Given records:
*-*-*

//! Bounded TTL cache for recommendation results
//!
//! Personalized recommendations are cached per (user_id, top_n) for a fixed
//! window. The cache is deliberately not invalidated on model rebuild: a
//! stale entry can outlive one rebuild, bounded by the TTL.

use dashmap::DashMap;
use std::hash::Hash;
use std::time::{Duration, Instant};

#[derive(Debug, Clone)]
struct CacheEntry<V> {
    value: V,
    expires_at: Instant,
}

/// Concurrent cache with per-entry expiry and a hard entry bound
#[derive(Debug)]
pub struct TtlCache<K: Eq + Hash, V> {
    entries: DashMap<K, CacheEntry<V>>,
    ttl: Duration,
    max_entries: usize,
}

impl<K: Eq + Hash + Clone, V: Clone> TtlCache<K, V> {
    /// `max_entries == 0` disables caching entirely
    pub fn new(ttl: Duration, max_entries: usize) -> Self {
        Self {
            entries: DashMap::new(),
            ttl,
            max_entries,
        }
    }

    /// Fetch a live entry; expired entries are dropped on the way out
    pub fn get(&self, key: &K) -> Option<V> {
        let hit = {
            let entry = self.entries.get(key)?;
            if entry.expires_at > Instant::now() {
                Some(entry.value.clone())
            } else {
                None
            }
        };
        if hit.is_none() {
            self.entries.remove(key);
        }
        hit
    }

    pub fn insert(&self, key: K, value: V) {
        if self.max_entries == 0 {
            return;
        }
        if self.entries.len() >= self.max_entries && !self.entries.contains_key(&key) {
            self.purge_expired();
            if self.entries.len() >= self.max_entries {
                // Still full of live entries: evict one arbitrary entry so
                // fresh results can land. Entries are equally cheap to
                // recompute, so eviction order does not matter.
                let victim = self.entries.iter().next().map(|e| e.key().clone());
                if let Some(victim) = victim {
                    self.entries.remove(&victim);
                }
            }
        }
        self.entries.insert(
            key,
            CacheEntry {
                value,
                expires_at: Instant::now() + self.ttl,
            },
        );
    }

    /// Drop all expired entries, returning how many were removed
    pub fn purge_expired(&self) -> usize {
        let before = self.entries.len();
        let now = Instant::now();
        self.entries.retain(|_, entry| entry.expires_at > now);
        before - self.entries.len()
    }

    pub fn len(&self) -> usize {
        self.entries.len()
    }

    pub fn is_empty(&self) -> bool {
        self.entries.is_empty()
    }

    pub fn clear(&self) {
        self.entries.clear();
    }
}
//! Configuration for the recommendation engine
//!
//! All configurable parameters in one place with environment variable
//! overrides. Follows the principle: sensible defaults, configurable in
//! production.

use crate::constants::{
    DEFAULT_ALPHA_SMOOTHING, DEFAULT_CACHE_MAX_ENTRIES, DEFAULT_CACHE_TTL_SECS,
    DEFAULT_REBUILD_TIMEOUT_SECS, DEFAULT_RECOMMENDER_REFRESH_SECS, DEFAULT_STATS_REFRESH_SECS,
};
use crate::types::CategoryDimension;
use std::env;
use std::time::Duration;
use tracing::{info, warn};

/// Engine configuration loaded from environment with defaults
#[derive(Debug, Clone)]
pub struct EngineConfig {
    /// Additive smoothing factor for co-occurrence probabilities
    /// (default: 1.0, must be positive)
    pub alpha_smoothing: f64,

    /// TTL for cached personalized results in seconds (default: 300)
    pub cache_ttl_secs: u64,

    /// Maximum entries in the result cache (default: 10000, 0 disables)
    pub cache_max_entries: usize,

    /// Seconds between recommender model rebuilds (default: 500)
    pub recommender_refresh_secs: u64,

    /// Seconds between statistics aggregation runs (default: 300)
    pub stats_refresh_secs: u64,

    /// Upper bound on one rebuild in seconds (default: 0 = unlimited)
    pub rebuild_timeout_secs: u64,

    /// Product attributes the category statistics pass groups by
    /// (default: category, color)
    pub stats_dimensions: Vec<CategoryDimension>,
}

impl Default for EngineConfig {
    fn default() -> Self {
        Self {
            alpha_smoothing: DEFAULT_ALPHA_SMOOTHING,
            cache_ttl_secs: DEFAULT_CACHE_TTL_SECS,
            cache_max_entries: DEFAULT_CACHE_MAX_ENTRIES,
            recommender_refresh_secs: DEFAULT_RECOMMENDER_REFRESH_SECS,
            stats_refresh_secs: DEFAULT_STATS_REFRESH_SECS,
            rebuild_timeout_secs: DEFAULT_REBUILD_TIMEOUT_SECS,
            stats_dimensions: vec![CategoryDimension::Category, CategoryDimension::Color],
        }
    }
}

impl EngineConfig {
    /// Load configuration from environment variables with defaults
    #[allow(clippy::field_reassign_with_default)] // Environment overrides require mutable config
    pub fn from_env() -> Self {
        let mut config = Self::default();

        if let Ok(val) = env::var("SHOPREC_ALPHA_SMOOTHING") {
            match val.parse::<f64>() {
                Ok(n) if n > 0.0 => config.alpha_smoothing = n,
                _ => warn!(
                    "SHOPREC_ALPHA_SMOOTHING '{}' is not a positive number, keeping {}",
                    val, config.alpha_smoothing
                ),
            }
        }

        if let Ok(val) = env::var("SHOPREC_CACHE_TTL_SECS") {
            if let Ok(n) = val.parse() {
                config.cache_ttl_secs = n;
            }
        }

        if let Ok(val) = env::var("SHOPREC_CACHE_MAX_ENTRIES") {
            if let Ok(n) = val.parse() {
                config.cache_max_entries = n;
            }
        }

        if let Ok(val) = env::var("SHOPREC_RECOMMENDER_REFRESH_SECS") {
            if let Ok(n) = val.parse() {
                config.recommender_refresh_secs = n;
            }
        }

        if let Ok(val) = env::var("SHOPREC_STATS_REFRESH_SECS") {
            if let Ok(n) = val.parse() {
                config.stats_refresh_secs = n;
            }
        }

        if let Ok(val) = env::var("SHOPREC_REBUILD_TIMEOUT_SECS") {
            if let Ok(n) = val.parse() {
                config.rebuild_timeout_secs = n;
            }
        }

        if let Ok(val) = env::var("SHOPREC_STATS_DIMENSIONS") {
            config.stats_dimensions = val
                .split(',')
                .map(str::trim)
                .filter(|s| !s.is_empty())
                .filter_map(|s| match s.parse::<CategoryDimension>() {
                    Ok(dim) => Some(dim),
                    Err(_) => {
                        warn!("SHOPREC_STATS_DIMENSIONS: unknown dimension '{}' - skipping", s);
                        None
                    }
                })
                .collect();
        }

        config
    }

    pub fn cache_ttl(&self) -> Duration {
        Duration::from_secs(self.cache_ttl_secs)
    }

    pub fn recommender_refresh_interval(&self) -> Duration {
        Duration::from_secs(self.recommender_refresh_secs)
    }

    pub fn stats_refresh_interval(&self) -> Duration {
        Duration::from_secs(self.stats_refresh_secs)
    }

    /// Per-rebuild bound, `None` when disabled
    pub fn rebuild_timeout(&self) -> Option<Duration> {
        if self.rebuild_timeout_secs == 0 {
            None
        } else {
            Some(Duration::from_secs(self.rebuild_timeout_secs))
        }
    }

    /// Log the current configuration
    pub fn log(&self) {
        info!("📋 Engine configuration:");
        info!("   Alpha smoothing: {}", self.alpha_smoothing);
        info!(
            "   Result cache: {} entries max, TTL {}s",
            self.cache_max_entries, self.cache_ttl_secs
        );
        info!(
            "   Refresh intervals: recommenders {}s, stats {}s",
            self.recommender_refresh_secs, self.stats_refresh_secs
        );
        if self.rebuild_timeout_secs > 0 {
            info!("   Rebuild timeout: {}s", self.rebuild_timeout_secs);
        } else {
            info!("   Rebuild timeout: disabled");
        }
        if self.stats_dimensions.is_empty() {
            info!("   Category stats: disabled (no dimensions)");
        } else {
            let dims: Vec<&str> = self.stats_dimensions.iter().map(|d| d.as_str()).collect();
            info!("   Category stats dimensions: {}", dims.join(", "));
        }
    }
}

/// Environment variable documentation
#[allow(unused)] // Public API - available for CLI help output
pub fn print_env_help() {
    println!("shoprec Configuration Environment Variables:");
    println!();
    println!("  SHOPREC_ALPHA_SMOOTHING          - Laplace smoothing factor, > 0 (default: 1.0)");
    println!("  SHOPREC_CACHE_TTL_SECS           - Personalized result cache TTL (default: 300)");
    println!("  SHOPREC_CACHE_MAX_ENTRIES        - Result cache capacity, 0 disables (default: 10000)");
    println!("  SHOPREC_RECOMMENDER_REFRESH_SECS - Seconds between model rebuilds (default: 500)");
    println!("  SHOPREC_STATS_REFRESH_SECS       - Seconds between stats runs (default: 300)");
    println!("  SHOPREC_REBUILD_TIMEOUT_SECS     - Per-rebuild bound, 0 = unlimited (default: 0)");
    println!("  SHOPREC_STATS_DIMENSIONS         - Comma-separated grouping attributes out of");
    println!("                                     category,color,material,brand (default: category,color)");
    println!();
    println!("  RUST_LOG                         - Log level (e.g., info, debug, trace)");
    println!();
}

*-*-*

Task instructions: From the first line of the records to the line containing "let victim = self.entries.iter().next().map(|e|", inclusive, transcribe everything exactly and leave out the rest.

Answer to this exercise:
//! Bounded TTL cache for recommendation results
//!
//! Personalized recommendations are cached per (user_id, top_n) for a fixed
//! window. The cache is deliberately not invalidated on model rebuild: a
//! stale entry can outlive one rebuild, bounded by the TTL.

use dashmap::DashMap;
use std::hash::Hash;
use std::time::{Duration, Instant};

#[derive(Debug, Clone)]
struct CacheEntry<V> {
    value: V,
    expires_at: Instant,
}

/// Concurrent cache with per-entry expiry and a hard entry bound
#[derive(Debug)]
pub struct TtlCache<K: Eq + Hash, V> {
    entries: DashMap<K, CacheEntry<V>>,
    ttl: Duration,
    max_entries: usize,
}

impl<K: Eq + Hash + Clone, V: Clone> TtlCache<K, V> {
    /// `max_entries == 0` disables caching entirely
    pub fn new(ttl: Duration, max_entries: usize) -> Self {
        Self {
            entries: DashMap::new(),
            ttl,
            max_entries,
        }
    }

    /// Fetch a live entry; expired entries are dropped on the way out
    pub fn get(&self, key: &K) -> Option<V> {
        let hit = {
            let entry = self.entries.get(key)?;
            if entry.expires_at > Instant::now() {
                Some(entry.value.clone())
            } else {
                None
            }
        };
        if hit.is_none() {
            self.entries.remove(key);
        }
        hit
    }

    pub fn insert(&self, key: K, value: V) {
        if self.max_entries == 0 {
            return;
        }
        if self.entries.len() >= self.max_entries && !self.entries.contains_key(&key) {
            self.purge_expired();
            if self.entries.len() >= self.max_entries {
                // Still full of live entries: evict one arbitrary entry so
                // fresh results can land. Entries are equally cheap to
                // recompute, so eviction order does not matter.
                let victim = self.entries.iter().next().map(|e| e.key().clone());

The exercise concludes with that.